Barry Bonds often homers into it.  We didn't care who won so I took photos and tried to explain to her why these guys weren't catching easy
fly balls, "They're lazy millionaires now, Mom."  We sat in the swirling cold for about four innings and then left.  The Giants won 12-4, but I
get to add Pac Bell to my list of ballparks visited!

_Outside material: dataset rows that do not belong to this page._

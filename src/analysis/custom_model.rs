use async_trait::async_trait;
use serde_json::json;

use super::{common_schema, Analysis, AnalysisRequest};
use crate::catalog::ModelCatalog;
use crate::composition::{compose, CompositeModel, CompositionSpec};
use crate::error::{Result, SasFitError};

/// Fit any catalog form factor, optionally with a structure factor and size
/// distributions.
#[derive(Debug, Clone, Copy, Default)]
pub struct CustomModelFit;

#[async_trait]
impl Analysis for CustomModelFit {
    fn name(&self) -> &'static str {
        "fitting-with-custom-model"
    }

    fn description(&self) -> &'static str {
        "Fit data with a catalog form factor. Use list-models for names, get-model-parameters for \
         defaults and get-polydisperse-parameters for parameters that accept a size distribution. \
         Set vary=true on the parameters to fit."
    }

    fn parameter_schema(&self) -> serde_json::Value {
        let mut schema = common_schema();
        schema.insert(
            "model".to_string(),
            json!({"type": "string", "required": true, "description": "Form factor name"}),
        );
        schema.insert(
            "structure_factor".to_string(),
            json!({"type": "string", "description": "Optional structure factor name"}),
        );
        schema.insert(
            "structure_factor_params".to_string(),
            json!({
                "type": "object",
                "description": "Overrides for the structure factor's own parameters",
            }),
        );
        schema.insert(
            "radius_effective_mode".to_string(),
            json!({
                "type": "string",
                "enum": ["unconstrained", "link_radius"],
                "default": "unconstrained",
            }),
        );
        schema.insert(
            "polydispersity".to_string(),
            json!({
                "type": "object",
                "description": "Per-parameter {pd_type, pd_width, pd_n, pd_nsigma, vary}",
            }),
        );
        serde_json::Value::Object(schema)
    }

    fn compose(&self, catalog: &ModelCatalog, request: &AnalysisRequest) -> Result<CompositeModel> {
        let model = request
            .model
            .as_deref()
            .map(str::trim)
            .filter(|m| !m.is_empty())
            .ok_or_else(|| {
                SasFitError::InvalidRequest(format!("{} requires 'model'", self.name()))
            })?;

        let spec = CompositionSpec {
            model: model.to_string(),
            param_overrides: request.param_overrides.clone(),
            structure_factor: request.structure_factor.clone(),
            structure_factor_params: request.structure_factor_params.clone(),
            polydispersity: request.polydispersity.clone(),
            radius_effective_mode: request.radius_effective_mode,
        };
        compose(catalog, &spec)
    }
}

  Our last day!  Today we ride to world-famous Alcatraz Island.  America's Devil Island, the prison of the famous, the hellhole of the
soul.  The ferry is cluttered with tourists seeking the macabre.  As we pick up our headsets to hear the stories of hell from the people who
lived it, I get a feel of fright as if the evil still lingers.  We learn that
Al Capone resided here after his conviction on tax evasion.  The
"Birdman of Alcatraz" was a two-time murderer.  And the multiple escape attempts that all ended in failure.  We walk down the main
corridor that the inmates called "Broadway."  The cells are small, lifeless, cold and hard.  As we walk the grounds I try to find the grittiest
shot which to capture its sobriety.  Mom, she's taking photos of the flowers!  Trying to capture a little beauty amongst the steel and
concrete.  This act sums up all of what my Mother is, a person who stands in reality while trying to focus on the beauty.
  We learn that the Indians captured the island, after the prison's closure, for 19 months.  The irony lies in that they were protesting their
treatment by the white-man by taking over a prison.  This was no way to end a delightful vacation.  Standing on the shores of hell,
awaiting a ferry.Â
  That night, I make her watch the Steelers lose on Monday Night Football just to complete the agony of the day.  I tell her, "I'm going to
poke my eye out!"  We leave the next morning and bid each other adieu with leaden hearts.  We see and speak to each other too few times
but every thought that I have filters through her eyes.